(Collected data)
>>
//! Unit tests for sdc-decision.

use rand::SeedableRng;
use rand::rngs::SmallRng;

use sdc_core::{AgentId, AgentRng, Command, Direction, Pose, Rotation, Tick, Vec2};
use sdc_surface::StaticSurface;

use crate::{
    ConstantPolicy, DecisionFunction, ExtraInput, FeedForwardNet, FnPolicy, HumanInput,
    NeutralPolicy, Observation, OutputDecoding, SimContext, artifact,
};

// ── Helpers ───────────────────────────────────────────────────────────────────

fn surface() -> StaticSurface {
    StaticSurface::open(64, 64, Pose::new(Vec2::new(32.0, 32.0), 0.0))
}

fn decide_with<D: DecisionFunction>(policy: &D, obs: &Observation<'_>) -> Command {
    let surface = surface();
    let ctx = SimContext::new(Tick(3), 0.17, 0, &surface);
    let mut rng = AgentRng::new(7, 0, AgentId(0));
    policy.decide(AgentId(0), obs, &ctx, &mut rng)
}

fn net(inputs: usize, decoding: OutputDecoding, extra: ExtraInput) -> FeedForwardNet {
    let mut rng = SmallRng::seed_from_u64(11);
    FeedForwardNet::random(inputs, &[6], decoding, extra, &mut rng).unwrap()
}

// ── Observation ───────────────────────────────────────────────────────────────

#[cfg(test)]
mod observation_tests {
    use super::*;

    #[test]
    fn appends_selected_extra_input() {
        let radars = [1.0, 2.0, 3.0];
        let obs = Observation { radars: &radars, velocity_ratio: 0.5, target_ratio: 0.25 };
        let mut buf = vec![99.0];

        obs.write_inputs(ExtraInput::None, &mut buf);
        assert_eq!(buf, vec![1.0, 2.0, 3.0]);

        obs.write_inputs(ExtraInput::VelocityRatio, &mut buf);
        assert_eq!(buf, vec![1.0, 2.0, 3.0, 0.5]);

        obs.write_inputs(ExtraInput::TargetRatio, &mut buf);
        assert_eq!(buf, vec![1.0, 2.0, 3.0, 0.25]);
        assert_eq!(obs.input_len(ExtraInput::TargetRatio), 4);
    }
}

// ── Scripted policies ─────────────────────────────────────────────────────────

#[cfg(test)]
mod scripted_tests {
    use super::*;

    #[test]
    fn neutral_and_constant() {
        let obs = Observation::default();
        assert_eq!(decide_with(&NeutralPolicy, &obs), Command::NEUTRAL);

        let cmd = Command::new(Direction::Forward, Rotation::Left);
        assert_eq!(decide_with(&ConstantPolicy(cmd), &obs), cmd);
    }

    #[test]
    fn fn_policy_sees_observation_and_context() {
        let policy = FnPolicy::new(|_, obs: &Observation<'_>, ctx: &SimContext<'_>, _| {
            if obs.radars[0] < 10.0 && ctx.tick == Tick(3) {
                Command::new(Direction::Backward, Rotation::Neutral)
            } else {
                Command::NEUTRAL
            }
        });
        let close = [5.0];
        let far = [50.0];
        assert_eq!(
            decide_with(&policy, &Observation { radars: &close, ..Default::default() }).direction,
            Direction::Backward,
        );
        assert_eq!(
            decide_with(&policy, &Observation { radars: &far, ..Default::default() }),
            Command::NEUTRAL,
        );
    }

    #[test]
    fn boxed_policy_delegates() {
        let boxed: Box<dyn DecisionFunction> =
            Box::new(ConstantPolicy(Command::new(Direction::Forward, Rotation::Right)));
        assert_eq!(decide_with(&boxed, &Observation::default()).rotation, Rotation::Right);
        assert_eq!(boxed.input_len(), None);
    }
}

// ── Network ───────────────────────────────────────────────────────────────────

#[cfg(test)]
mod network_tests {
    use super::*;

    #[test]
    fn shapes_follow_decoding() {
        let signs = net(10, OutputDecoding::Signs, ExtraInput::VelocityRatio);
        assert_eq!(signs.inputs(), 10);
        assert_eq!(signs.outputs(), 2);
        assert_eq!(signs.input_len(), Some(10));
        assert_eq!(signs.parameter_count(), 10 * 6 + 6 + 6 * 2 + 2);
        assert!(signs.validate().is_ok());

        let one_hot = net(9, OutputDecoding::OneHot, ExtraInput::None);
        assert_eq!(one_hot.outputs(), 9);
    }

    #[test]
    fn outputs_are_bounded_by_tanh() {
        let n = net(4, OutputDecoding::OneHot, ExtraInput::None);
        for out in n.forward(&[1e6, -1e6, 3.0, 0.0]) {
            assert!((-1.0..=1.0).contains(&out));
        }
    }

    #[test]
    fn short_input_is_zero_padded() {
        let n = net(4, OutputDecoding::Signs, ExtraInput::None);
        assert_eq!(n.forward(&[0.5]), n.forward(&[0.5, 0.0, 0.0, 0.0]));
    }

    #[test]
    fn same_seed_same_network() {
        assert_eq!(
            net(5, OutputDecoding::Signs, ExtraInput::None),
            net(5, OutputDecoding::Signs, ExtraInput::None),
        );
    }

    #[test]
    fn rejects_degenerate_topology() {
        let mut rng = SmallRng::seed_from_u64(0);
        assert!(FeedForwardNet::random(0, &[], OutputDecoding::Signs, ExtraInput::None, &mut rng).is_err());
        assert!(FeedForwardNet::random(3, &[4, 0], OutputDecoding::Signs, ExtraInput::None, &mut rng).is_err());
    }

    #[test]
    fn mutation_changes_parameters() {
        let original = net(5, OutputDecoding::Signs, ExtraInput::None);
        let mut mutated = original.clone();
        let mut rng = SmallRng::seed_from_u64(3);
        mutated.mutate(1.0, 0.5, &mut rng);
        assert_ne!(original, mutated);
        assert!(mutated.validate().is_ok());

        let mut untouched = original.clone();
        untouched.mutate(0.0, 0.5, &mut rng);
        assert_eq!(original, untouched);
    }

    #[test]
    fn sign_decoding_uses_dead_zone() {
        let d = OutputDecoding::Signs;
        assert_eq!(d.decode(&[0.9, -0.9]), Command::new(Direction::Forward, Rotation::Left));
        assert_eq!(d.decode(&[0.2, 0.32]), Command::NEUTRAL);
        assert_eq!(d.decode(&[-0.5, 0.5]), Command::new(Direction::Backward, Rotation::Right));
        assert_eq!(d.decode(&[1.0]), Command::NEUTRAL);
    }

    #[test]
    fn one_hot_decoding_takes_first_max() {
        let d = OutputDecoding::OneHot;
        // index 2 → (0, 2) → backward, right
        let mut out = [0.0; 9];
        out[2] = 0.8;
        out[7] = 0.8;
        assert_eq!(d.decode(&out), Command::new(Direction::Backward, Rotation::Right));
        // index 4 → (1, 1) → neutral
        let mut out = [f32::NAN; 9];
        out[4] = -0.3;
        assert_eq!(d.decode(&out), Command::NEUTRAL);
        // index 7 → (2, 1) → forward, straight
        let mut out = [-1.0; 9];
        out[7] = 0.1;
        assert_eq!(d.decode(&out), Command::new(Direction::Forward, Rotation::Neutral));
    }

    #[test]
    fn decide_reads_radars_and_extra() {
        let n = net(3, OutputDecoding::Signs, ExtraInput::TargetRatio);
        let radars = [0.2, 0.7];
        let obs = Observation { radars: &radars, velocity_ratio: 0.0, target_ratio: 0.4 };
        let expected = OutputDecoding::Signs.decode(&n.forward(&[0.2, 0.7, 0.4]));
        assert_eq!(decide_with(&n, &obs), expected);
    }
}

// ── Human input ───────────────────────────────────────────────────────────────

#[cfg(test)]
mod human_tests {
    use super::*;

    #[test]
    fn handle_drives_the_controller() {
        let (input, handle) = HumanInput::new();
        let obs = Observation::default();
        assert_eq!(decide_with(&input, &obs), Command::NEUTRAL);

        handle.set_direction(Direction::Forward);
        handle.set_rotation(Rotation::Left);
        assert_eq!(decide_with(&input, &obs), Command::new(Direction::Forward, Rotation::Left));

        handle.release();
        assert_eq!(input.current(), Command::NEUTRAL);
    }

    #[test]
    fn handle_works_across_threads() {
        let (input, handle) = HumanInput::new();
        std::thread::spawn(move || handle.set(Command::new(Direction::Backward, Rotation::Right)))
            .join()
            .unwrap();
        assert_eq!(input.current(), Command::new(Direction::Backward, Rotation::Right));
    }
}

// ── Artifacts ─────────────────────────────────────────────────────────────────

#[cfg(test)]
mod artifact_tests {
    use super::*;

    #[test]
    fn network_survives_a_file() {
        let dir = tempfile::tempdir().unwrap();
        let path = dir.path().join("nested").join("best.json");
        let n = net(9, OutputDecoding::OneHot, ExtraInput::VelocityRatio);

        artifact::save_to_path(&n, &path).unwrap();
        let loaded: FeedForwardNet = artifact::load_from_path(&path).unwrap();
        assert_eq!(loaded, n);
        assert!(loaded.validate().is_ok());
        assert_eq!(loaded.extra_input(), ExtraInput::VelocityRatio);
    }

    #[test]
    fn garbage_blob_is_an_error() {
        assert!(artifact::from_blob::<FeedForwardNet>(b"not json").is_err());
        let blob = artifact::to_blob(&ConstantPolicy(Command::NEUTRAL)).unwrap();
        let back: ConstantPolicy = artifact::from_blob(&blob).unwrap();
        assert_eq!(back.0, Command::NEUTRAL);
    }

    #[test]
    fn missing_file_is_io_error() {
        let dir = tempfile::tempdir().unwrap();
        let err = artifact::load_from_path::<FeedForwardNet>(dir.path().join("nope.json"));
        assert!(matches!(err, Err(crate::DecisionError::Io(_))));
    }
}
<<
>>
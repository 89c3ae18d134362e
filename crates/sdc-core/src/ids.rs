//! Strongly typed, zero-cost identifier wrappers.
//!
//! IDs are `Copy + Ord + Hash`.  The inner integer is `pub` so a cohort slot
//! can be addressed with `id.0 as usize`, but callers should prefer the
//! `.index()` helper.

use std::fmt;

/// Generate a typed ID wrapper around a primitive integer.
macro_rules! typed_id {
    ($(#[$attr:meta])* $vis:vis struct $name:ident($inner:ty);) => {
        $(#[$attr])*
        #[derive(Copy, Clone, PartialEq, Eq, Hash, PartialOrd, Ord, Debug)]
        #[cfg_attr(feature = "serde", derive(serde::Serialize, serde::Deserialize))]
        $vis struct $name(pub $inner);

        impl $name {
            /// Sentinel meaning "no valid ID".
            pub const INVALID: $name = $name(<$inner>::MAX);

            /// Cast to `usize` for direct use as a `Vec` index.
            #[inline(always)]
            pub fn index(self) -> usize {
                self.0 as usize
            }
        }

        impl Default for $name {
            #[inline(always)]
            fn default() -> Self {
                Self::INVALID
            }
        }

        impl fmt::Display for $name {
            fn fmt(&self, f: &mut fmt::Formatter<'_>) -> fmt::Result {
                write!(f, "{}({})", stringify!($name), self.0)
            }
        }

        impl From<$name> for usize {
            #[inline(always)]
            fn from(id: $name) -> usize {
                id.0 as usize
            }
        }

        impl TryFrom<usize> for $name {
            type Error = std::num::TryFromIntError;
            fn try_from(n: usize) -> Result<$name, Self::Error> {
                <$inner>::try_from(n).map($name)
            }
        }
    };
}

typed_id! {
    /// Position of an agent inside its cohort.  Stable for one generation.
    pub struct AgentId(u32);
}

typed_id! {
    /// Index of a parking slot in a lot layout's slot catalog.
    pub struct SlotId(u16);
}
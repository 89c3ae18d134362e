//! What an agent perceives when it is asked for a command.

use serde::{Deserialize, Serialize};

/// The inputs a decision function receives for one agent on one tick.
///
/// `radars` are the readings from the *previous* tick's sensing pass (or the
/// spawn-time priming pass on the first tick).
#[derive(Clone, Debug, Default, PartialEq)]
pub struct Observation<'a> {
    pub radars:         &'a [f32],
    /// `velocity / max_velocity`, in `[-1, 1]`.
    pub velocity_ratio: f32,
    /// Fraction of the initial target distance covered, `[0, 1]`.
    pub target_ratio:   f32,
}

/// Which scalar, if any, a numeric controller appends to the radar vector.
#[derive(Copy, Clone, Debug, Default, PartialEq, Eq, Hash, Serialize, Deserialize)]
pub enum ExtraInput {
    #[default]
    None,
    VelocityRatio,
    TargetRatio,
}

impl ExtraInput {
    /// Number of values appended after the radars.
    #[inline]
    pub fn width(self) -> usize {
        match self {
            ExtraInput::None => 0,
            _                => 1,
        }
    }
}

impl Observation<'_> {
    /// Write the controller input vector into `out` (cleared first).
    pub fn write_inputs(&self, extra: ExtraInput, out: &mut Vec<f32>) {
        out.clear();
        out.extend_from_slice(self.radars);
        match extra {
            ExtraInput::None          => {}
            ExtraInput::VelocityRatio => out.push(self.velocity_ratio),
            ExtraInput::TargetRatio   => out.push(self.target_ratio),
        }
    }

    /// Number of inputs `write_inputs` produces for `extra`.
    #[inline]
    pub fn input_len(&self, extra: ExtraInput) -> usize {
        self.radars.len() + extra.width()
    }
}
<<
Your answer should consist of the lines from the line with "tests for sdc-decision." to the line with "fn surface() ->" above, repeated exactly, both ends included.

RESPONSE TO THIS EXERCISE —
//! Unit tests for sdc-decision.

use rand::SeedableRng;
use rand::rngs::SmallRng;

use sdc_core::{AgentId, AgentRng, Command, Direction, Pose, Rotation, Tick, Vec2};
use sdc_surface::StaticSurface;

use crate::{
    ConstantPolicy, DecisionFunction, ExtraInput, FeedForwardNet, FnPolicy, HumanInput,
    NeutralPolicy, Observation, OutputDecoding, SimContext, artifact,
};

// ── Helpers ───────────────────────────────────────────────────────────────────

fn surface() -> StaticSurface {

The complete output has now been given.